Marketers can now use digitally distributed policies to make offerings and incentives more relevant for younger generations. For instance, Digi Telecommunications, a mobile service provider in Malaysia, partnered with AXA Affin, a multinational insurance and finance company, to provide free life insurance to its new prepaid plan subscribers. Similarly, Tiki, an e-commerce site in Vietnam, partnered with FWD, a life insurance company, to provide free coverage for 100,000 customers. 

3. Scaling promotions beyond point-of-purchase

One of the key benefits of digital finance is the ease of distribution of digital vouchers and rewards. Mobile wallets are already being used as distribution channels for relief funds or e-vouchers of food and medicine. Brands can capitalize on this phenomenon through digital-based promotions and sampling, giving them a broader scale versus on-ground activations. This is especially relevant in the pandemic environment wherein mounting events or delivering items are more challenging due to varying restrictions. Instead of manually handing out coupons and prizes, marketers can now partner with e-wallet apps for cashback promos and automated rewards redemption.

4. Increasing the accessibility of products and services

Traditionally, purchasing big-ticket items can only be done by the small base of affluent consumers paying with cash or with credit cards. Today, even the unbanked can pay in instalments with convenient applications and fast approvals through e-commerce platforms. Ecommerce platform Lazada partners with financial apps in the Philippines and offers LazPayLater in Indonesia to allow non-credit card customers to pay in increments. Shopee offers SPayLater in Indonesia and Thailand, wherein loans of select unbanked customers are approved in as fast as 10 minutes.

As more consumers try to stretch their money, they will be more open to purchasing in instalments with minimal interest. Instead of relying solely on credit cards, marketers now have the option to expand their financial partners to e-commerce websites and digital loan providers to enable more audiences to buy their products.

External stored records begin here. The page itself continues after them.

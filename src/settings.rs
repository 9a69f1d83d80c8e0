//! Game settings with persistence
//!
//! Settings are saved to `~/.config/emberfall/settings.toml`

use std::fs;
use std::path::{Path, PathBuf};

use emberfall_game::StartingStats;
use serde::{Deserialize, Serialize};
use tracing::{info, warn};

const SETTINGS_FILE: &str = "settings.toml";

/// All game settings
#[derive(Debug, Clone, Default, PartialEq, Serialize, Deserialize)]
#[serde(default)]
pub struct GameSettings {
    pub player: PlayerSettings,
    pub files: FileSettings,
}

impl GameSettings {
    /// Get the config directory path
    fn config_dir() -> Option<PathBuf> {
        dirs::config_dir().map(|p| p.join("emberfall"))
    }

    /// Load settings from disk, writing the defaults on first run
    pub fn load() -> Self {
        let Some(dir) = Self::config_dir() else {
            warn!("Could not determine config directory");
            return Self::default();
        };
        Self::load_or_create(&dir)
    }

    /// Load `settings.toml` from `dir`, or write the defaults there if it is missing
    pub fn load_or_create(dir: &Path) -> Self {
        let path = dir.join(SETTINGS_FILE);
        if path.exists() {
            return Self::load_from(&path);
        }

        let settings = Self::default();
        if let Err(e) = settings.save_to(dir) {
            warn!("Failed to write default settings: {}", e);
        }
        settings
    }

    /// Load settings from a specific file, falling back to defaults
    pub fn load_from(path: &Path) -> Self {
        if !path.exists() {
            info!("No settings file found, using defaults");
            return Self::default();
        }

        match fs::read_to_string(path) {
            Ok(content) => match toml::from_str(&content) {
                Ok(settings) => {
                    info!("Loaded settings from {:?}", path);
                    settings
                }
                Err(e) => {
                    warn!("Failed to parse settings: {}, using defaults", e);
                    Self::default()
                }
            },
            Err(e) => {
                warn!("Failed to read settings file: {}, using defaults", e);
                Self::default()
            }
        }
    }

    /// Write `settings.toml` into `dir`
    pub fn save_to(&self, dir: &Path) -> anyhow::Result<()> {
        let path = dir.join(SETTINGS_FILE);

        // Create config directory if it doesn't exist
        if !dir.exists() {
            fs::create_dir_all(dir)?;
        }

        let content = toml::to_string_pretty(self)?;
        fs::write(&path, content)?;
        info!("Saved settings to {:?}", path);
        Ok(())
    }
}

/// New-character settings
#[derive(Debug, Clone, PartialEq, Serialize, Deserialize)]
#[serde(default)]
pub struct PlayerSettings {
    /// Starting (and maximum) health
    pub health: u32,
    pub attack: u32,
    pub defense: u32,
    /// Hand out the sword and potion at the start of a game
    pub starter_items: bool,
}

impl Default for PlayerSettings {
    fn default() -> Self {
        let stats = StartingStats::default();
        Self {
            health: stats.health,
            attack: stats.attack,
            defense: stats.defense,
            starter_items: true,
        }
    }
}

impl PlayerSettings {
    pub fn starting_stats(&self) -> StartingStats {
        StartingStats {
            health: self.health,
            attack: self.attack,
            defense: self.defense,
        }
    }
}

/// Where saves and the event log go
#[derive(Debug, Clone, PartialEq, Serialize, Deserialize)]
#[serde(default)]
pub struct FileSettings {
    /// Save used when the player does not name one
    pub save_name: String,
    /// Event log file name, or an absolute path
    pub event_log: String,
    /// Overrides the default save directory
    #[serde(skip_serializing_if = "Option::is_none")]
    pub save_dir: Option<PathBuf>,
}

impl Default for FileSettings {
    fn default() -> Self {
        Self {
            save_name: "savegame.txt".to_string(),
            event_log: "game_log.txt".to_string(),
            save_dir: None,
        }
    }
}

Digital finance adoption is accelerating as consumers become more knowledgeable about the industry’s products and services. Digital finance has created new possibilities for brands and retailers across a myriad of marketing touchpoints, and marketers should be capitalizing on these opportunities to be the first in reaping its benefits.

Elizabeth Shie (left) and Abygayle Brani (right)

This article was written by Elizabeth Shie, senior regional strategist at UM APAC, and Abygayle Brani, regional marketing & communications strategist at UM APAC.

The article is published as part of MARKETECH APAC’s thought leadership series What’s NEXT. This features marketing leaders sharing their marketing insights and predictions for the upcoming year. The series aims to equip marketers with actionable insights to future-ready their marketing strategies.

If you are a marketing leader and have insights that you’d like to share with regards to the upcoming trends and practices in marketing, please reach out to [email protected] for an opportunity to have your thought-leadership published on the platform.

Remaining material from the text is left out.